═════ Material for this task

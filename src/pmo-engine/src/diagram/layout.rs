// Copyright 2026 The PMO Lifecycle Authors. All rights reserved.
// Use of this source code is governed by the Apache License,
// Version 2.0, that can be found in the LICENSE file.

//! Lifecycle layout.
//!
//! A [`LayoutDescription`] is derived once from the tracks: the phases every
//! track shares at the start, a decision diamond where they diverge, one lane
//! per track for the divergent middle, and the shared tail. Placing it
//! produces a [`DiagramLayout`] whose node centers form the fixed coordinate
//! table; the same layout can be measured as element boxes for anchored
//! connectors.

use std::collections::BTreeMap;

use serde::{Deserialize, Serialize};

use crate::config::{LayoutConfig, OverlayConfig};
use crate::datamodel::Track;
use crate::diagram::anchor::{AnchorMode, AnchorRequest, MeasuredBounds};
use crate::diagram::common::{Point, Rect, calc_view_box, is_zero};
use crate::diagram::connector::{
    ConnectorSpec, CurveAxis, LineKind, RoutedPath, dominant_axis, quadratic_control,
    quadratic_path_via, straight_path,
};
use crate::diagram::constants::{
    DECISION_HALF_DIAGONAL, EXCEPTION_RADIUS, LANE_PADDING, LANE_TITLE_HEIGHT, LINE_SPACING,
    PHASE_RADIUS,
};
use crate::diagram::overlay::ConnectorOverlay;

pub const DECISION_KEY: &str = "decision";

/// Named node centers. Either produced by [`DiagramLayout::coordinate_table`]
/// or hand-authored and applied with [`DiagramLayout::apply_table`].
#[derive(Clone, Debug, Default, PartialEq, Serialize, Deserialize)]
#[serde(transparent)]
pub struct CoordinateTable {
    entries: BTreeMap<String, Point>,
}

impl CoordinateTable {
    pub fn new() -> Self {
        Self::default()
    }

    pub fn insert(&mut self, key: &str, center: Point) {
        self.entries.insert(key.to_string(), center);
    }

    pub fn get(&self, key: &str) -> Option<Point> {
        self.entries.get(key).copied()
    }

    pub fn len(&self) -> usize {
        self.entries.len()
    }

    pub fn is_empty(&self) -> bool {
        self.entries.is_empty()
    }

    pub fn iter(&self) -> impl Iterator<Item = (&str, Point)> {
        self.entries.iter().map(|(k, p)| (k.as_str(), *p))
    }
}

══════════

**About this exercise:** Which lines of the data contain the word "BTreeMap"? Copy each one.

**Response to the task:**
use std::collections::BTreeMap;
    entries: BTreeMap<String, Point>,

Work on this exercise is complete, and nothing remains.